Iris Blake

Photo credit: Brad Ziegler

Iris Blake is an Assistant Teaching Professor in the Department of American Studies. Their research and teaching interests include sound studies, critical ethnic studies, queer and feminist disability studies, and cultural production.

Her book manuscript, Undisciplining the Voice, interrogates how coloniality has shaped knowledge about the voice and analyzes sound installation, multimedia performance, and visual art as alternative archives for voicing and listening. Her analysis emphasizes how contemporary artists activate the interplay between environment, technology, and embodiment in relation to structures of colonialism and heteropatriarchy, inviting their audiences to become co-participants in undisciplined pedagogies of voicing and listening. Iris is currently revising this project to account for their shifting embodiment and listening practice as a newly hard of hearing scholar.

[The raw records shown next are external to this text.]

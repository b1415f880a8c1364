//! Rigid ball: force integration, damping and boundary collisions.

use glam::Vec3;

use crate::constants::*;
use crate::domain::Domain;
use crate::forces::{self, ForceResult};
use crate::wind::WindState;

/// Speed threshold (px/s) below which a ball touching a boundary settles
/// instead of bouncing, to avoid infinite micro-bounces.
const SETTLE_SPEED: f32 = 2.0;

/// Velocity kept after a bounce (energy-losing restitution).
const RESTITUTION: f32 = 0.3;

/// Ambient velocity damping applied every tick.
const AMBIENT_DAMPING: f32 = 0.98;

/// Strong damping applied when the ball hovers just above its resting
/// height with little vertical speed.
const GROUND_DAMPING: f32 = 0.9;

/// Distance from the resting height (px) that counts as "near ground".
const GROUND_SNAP_DIST: f32 = 10.0;

/// Vertical speed (px/s) below which the near-ground damping kicks in.
const GROUND_SLOW_SPEED: f32 = 5.0;

/// The simulated rigid body.
///
/// Position and velocity are in view coordinates (y grows down). Mass is
/// not stored: it is derived from the radius on every force evaluation.
#[derive(Clone, Copy, Debug)]
pub struct Ball {
    pub position: Vec3,
    pub velocity: Vec3,
    /// Radius in pixels, kept within [BALL_RADIUS_MIN, BALL_RADIUS_MAX].
    pub radius: f32,
}

impl Ball {
    /// Create a ball resting near the ground of the given domain.
    pub fn new(domain: &Domain) -> Self {
        Self {
            position: domain.spawn_point(),
            velocity: Vec3::ZERO,
            radius: 30.0,
        }
    }

    /// Set the radius, clamped to the configured bounds.
    pub fn set_radius(&mut self, radius: f32) {
        self.radius = radius.clamp(BALL_RADIUS_MIN, BALL_RADIUS_MAX);
    }

    /// Advance one tick under the force model, gravity and damping, then
    /// resolve boundary collisions. Returns the evaluated forces.
    ///
    /// The caller is responsible for skipping this while the ball is under
    /// manual drag control.
    pub fn update(&mut self, dt: f32, wind: &WindState, domain: &Domain) -> ForceResult {
        let forces = forces::evaluate(wind, self.radius);
        let mass = forces.mass;

        // Primary gravity on the vertical axis, small coupling onto depth.
        let weight_y = mass * GRAVITY;
        let weight_z = mass * GRAVITY * DEPTH_GRAVITY_COUPLING;

        let net = Vec3::new(
            forces.side,
            forces.lift - weight_y,
            forces.front - weight_z,
        );
        let accel = if mass > 0.0 { net / mass } else { Vec3::ZERO };

        self.velocity += accel * dt * VELOCITY_GAIN;
        self.position += self.velocity * dt;

        // Strong damping when settling on the ground, weak damping always.
        let ground = domain.ground_y(self.radius);
        if (self.position.y - ground).abs() < GROUND_SNAP_DIST
            && self.velocity.y.abs() < GROUND_SLOW_SPEED
        {
            self.velocity *= GROUND_DAMPING;
        } else {
            self.velocity *= AMBIENT_DAMPING;
        }

        self.resolve_boundaries(domain);
        forces
    }

    /// Clamp the ball into the domain, settling or bouncing on each axis
    /// independently.
    pub fn resolve_boundaries(&mut self, domain: &Domain) {
        // Vertical: ground below, ceiling above.
        let ground = domain.ground_y(self.radius);
        let ceiling = domain.ceiling_y(self.radius);
        if self.position.y >= ground {
            self.position.y = ground;
            self.velocity.y = settle_or_bounce(self.velocity.y, -1.0);
        } else if self.position.y <= ceiling {
            self.position.y = ceiling;
            self.velocity.y = settle_or_bounce(self.velocity.y, 1.0);
        }

        // Lateral walls.
        let left = domain.left_wall(self.radius);
        let right = domain.right_wall(self.radius);
        if self.position.x <= left {
            self.position.x = left;
            self.velocity.x = settle_or_bounce(self.velocity.x, 1.0);
        } else if self.position.x >= right {
            self.position.x = right;
            self.velocity.x = settle_or_bounce(self.velocity.x, -1.0);
        }

        // Depth walls.
        if self.position.z >= domain.depth_max() {
            self.position.z = domain.depth_max();
            self.velocity.z = settle_or_bounce(self.velocity.z, -1.0);
        } else if self.position.z <= domain.depth_min() {
            self.position.z = domain.depth_min();
            self.velocity.z = settle_or_bounce(self.velocity.z, 1.0);
        }

        // The depth axis has a second resting plane inside the walls, so
        // the ball can come to rest before reaching the far depth bound.
        if self.position.z >= domain.depth_ground() {
            self.position.z = domain.depth_ground();
            self.velocity.z = settle_or_bounce(self.velocity.z, -1.0);
        }
    }
}

/// Settle (zero) a boundary-normal velocity when it is slow, otherwise
/// reflect it back into the domain with restitution. `into_domain` is the
/// sign of the inward direction on this axis.
fn settle_or_bounce(v: f32, into_domain: f32) -> f32 {
    if v.abs() < SETTLE_SPEED {
        0.0
    } else {
        into_domain * v.abs() * RESTITUTION
    }
}

#[cfg(test)]
mod tests {
    use super::*;

    #[test]
    fn slow_contact_settles_fast_contact_bounces() {
        assert_eq!(settle_or_bounce(1.5, -1.0), 0.0);
        assert_eq!(settle_or_bounce(-1.9, 1.0), 0.0);
        let bounced = settle_or_bounce(10.0, -1.0);
        assert!((bounced + 3.0).abs() < 1e-6);
        let bounced_up = settle_or_bounce(-8.0, 1.0);
        assert!((bounced_up - 2.4).abs() < 1e-6);
    }

    #[test]
    fn depth_ground_is_a_second_resting_plane() {
        let domain = Domain::default();
        let mut ball = Ball::new(&domain);
        ball.position.z = domain.depth_max() - 1.0;
        ball.velocity.z = 1.0;
        ball.resolve_boundaries(&domain);
        // Past the inner depth-ground plane the ball is pulled back onto it.
        assert!(ball.position.z <= domain.depth_ground() + 1e-4);
        assert_eq!(ball.velocity.z, 0.0);
    }

    #[test]
    fn radius_clamps_to_bounds() {
        let domain = Domain::default();
        let mut ball = Ball::new(&domain);
        ball.set_radius(5.0);
        assert_eq!(ball.radius, BALL_RADIUS_MIN);
        ball.set_radius(500.0);
        assert_eq!(ball.radius, BALL_RADIUS_MAX);
        ball.set_radius(42.0);
        assert_eq!(ball.radius, 42.0);
    }
}
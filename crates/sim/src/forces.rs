//! Analytic force model: Bernoulli-style lift plus linear drag side forces.
//!
//! The Bernoulli analogy used here: the flow over one side of the ball is
//! assumed faster than over the other (fixed multipliers), so its local
//! pressure is lower, and the pressure difference over the cross section
//! produces lift. This is a parameterized approximation for visual
//! plausibility, not a fluid-dynamics solve.

use crate::constants::*;
use crate::wind::WindState;

/// Instantaneous force model output. Transient - recomputed every
/// evaluation, never integrated.
#[derive(Clone, Copy, Debug)]
pub struct ForceResult {
    /// Vertical aerodynamic force plus external thrust, Newtons.
    pub lift: f32,
    /// Lateral (x axis) drag force, Newtons.
    pub side: f32,
    /// Depth (z axis) drag force, Newtons.
    pub front: f32,
    /// Ball mass derived from the current radius, kg.
    pub mass: f32,
    /// Local pressure over the fast side, Pa.
    pub top_pressure: f32,
    /// Local pressure under the slow side, Pa.
    pub bottom_pressure: f32,
    /// bottom_pressure - top_pressure, Pa. Zero below the wind threshold.
    pub pressure_diff: f32,
}

impl Default for ForceResult {
    fn default() -> Self {
        Self {
            lift: 0.0,
            side: 0.0,
            front: 0.0,
            mass: 0.0,
            top_pressure: ATMOSPHERIC_PRESSURE,
            bottom_pressure: ATMOSPHERIC_PRESSURE,
            pressure_diff: 0.0,
        }
    }
}

/// Ball mass in kg for a radius given in pixels: sphere volume at the
/// assumed material density. Always recomputed from the radius.
pub fn ball_mass(radius: f32) -> f32 {
    let radius_m = radius / PIXELS_PER_METER;
    (4.0 / 3.0) * std::f32::consts::PI * radius_m.powi(3) * BALL_DENSITY
}

/// Evaluate the force model for the given wind state and ball radius.
///
/// Pure function: deterministic for identical inputs and safe to call
/// multiple times per tick. Thrust and the side-force coefficient travel
/// inside [`WindState`].
pub fn evaluate(wind: &WindState, radius: f32) -> ForceResult {
    let wind_v = wind.velocity();
    let relative_speed = wind_v.length();

    let radius_m = radius / PIXELS_PER_METER;
    let area = std::f32::consts::PI * radius_m * radius_m;
    let mass = ball_mass(radius);

    if relative_speed <= MIN_WIND_SPEED {
        // Flow angle is ill-defined near zero wind: only manual thrust,
        // pressures collapse to ambient.
        return ForceResult {
            lift: wind.vertical_thrust,
            mass,
            ..ForceResult::default()
        };
    }

    // Asymmetric flow speeds over the two sides of the ball.
    let fast_velocity = relative_speed * FAST_SIDE_FACTOR;
    let slow_velocity = relative_speed * SLOW_SIDE_FACTOR;

    // More incidence (vertical wind component relative to the horizontal
    // direction) gives a higher lift coefficient.
    let (_, angle) = wind.effective();
    let incidence = angle.to_radians().sin().abs() * INCIDENCE_LIFT_GAIN;
    let lift_coeff = BASE_LIFT_COEFF * (1.0 + incidence);

    // Bernoulli: pressure = ambient - ½ρv².
    let top_pressure = ATMOSPHERIC_PRESSURE - 0.5 * AIR_DENSITY * fast_velocity * fast_velocity;
    let bottom_pressure = ATMOSPHERIC_PRESSURE - 0.5 * AIR_DENSITY * slow_velocity * slow_velocity;
    let pressure_diff = bottom_pressure - top_pressure;

    let lift = pressure_diff * area * lift_coeff + wind.vertical_thrust;
    let side = wind_v.x * AIR_DENSITY * area * wind.side_force_coeff;
    let front = wind_v.z * AIR_DENSITY * area * wind.side_force_coeff;

    ForceResult {
        lift,
        side,
        front,
        mass,
        top_pressure,
        bottom_pressure,
        pressure_diff,
    }
}
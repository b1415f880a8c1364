//! Unified physics constants for the Bernoulli simulation.
//!
//! All simulation modules should use these constants instead of defining
//! their own. This prevents drift between subsystems and makes tuning easier.

/// Air density in kg/m³ (sea level, 15°C).
pub const AIR_DENSITY: f32 = 1.225;

/// Gravity acceleration in m/s².
pub const GRAVITY: f32 = 9.81;

/// Atmospheric pressure in Pa. Surface pressures are reported relative
/// to this baseline.
pub const ATMOSPHERIC_PRESSURE: f32 = 101_325.0;

/// Assumed ball material density in kg/m³ (light foam ball).
///
/// Mass is always derived from this and the current radius - it is never
/// stored or integrated separately.
pub const BALL_DENSITY: f32 = 500.0;

/// Pixels per meter. The ball radius lives in pixel space; aerodynamic
/// formulas convert through this scale.
pub const PIXELS_PER_METER: f32 = 100.0;

/// Minimum relative wind speed (m/s) for any aerodynamic response.
///
/// Below this the flow angle is ill-defined, so lift collapses to the
/// external thrust and side/front forces to zero.
pub const MIN_WIND_SPEED: f32 = 0.5;

/// Flow speedup multiplier over the fast (low pressure) side of the ball.
pub const FAST_SIDE_FACTOR: f32 = 1.4;

/// Flow slowdown multiplier under the slow (high pressure) side.
pub const SLOW_SIDE_FACTOR: f32 = 0.8;

/// Base lift coefficient for a sphere.
pub const BASE_LIFT_COEFF: f32 = 0.5;

/// Extra lift coefficient gain at full wind incidence (|sin angle| = 1).
pub const INCIDENCE_LIFT_GAIN: f32 = 0.3;

/// Fraction of full gravity that couples onto the depth axis.
///
/// Models a slight tilt bias of the domain, not true 3-axis gravity.
pub const DEPTH_GRAVITY_COUPLING: f32 = 0.05;

/// Velocity integration gain, pixels·s/m.
///
/// Tuned so the visual motion matches the pixel-space domain;
/// deliberately not a unit-correct value.
pub const VELOCITY_GAIN: f32 = 50.0;

/// Maximum timestep in seconds. Long frame stalls are clamped to this
/// to keep the explicit Euler integration stable.
pub const MAX_TIMESTEP: f32 = 0.1;

/// Smallest selectable ball radius in pixels.
pub const BALL_RADIUS_MIN: f32 = 20.0;

/// Largest selectable ball radius in pixels.
pub const BALL_RADIUS_MAX: f32 = 80.0;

Prior to joining UMBC, Iris was a Visiting Assistant Professor in the Department of Women’s and Gender Studies at Loyola Marymount University, where she taught courses engaging critical race and transnational feminisms, Indigenous feminist theories, queer theory, and abolition. From 2020-2022, Iris was a UC President’s Postdoctoral Fellow at UCLA, where they were affiliated with the Department of Musicology and the Practice-Based Experimental Epistemology Research (PEER) Lab, which aims to decolonize methodologies and analysis of music, sound, and the senses. While earning her PhD in Ethnic Studies at UC Riverside, Iris’s work was supported by the Center for Ideas and Society, and she contributed to the Humanities Action Lab’s Climates of Inequality public memory project via the Humanities Careers in Science History, Policy, and Communication program.

Education

PhD, Ethnic Studies, University of California, Riverside

MM, Ethnomusicology, University of Texas at Austin

BA, Music and French, Arizona State University

Publications

Blake, Iris. “Sounding Suspension and the Unresolved: Pandemic Grief as Accumulation in Coco
Fusco’s Your Eyes Will Be an Empty Word.” In “Sound and Affect in Times of Crisis,” ed. Dan
DiPiero and Christine Capetola. Special Issue, American Music Perspectives 2, no, 2 (2021):
123-138. https://doi.org/10.5325/ampamermusipers.2.2.0123.

Blake, Iris. “Decolonial Echoes: Voicing and Listening in Rebecca Belmore’s Sound Performance.” In
“Sound Acts: Unmuting Performance Studies,” ed. Caitlin Marshall, Patricia Herrera, and Marci R.
McMahon. Special Issue, Performance Matters 6, no. 2 (2020): 8-25.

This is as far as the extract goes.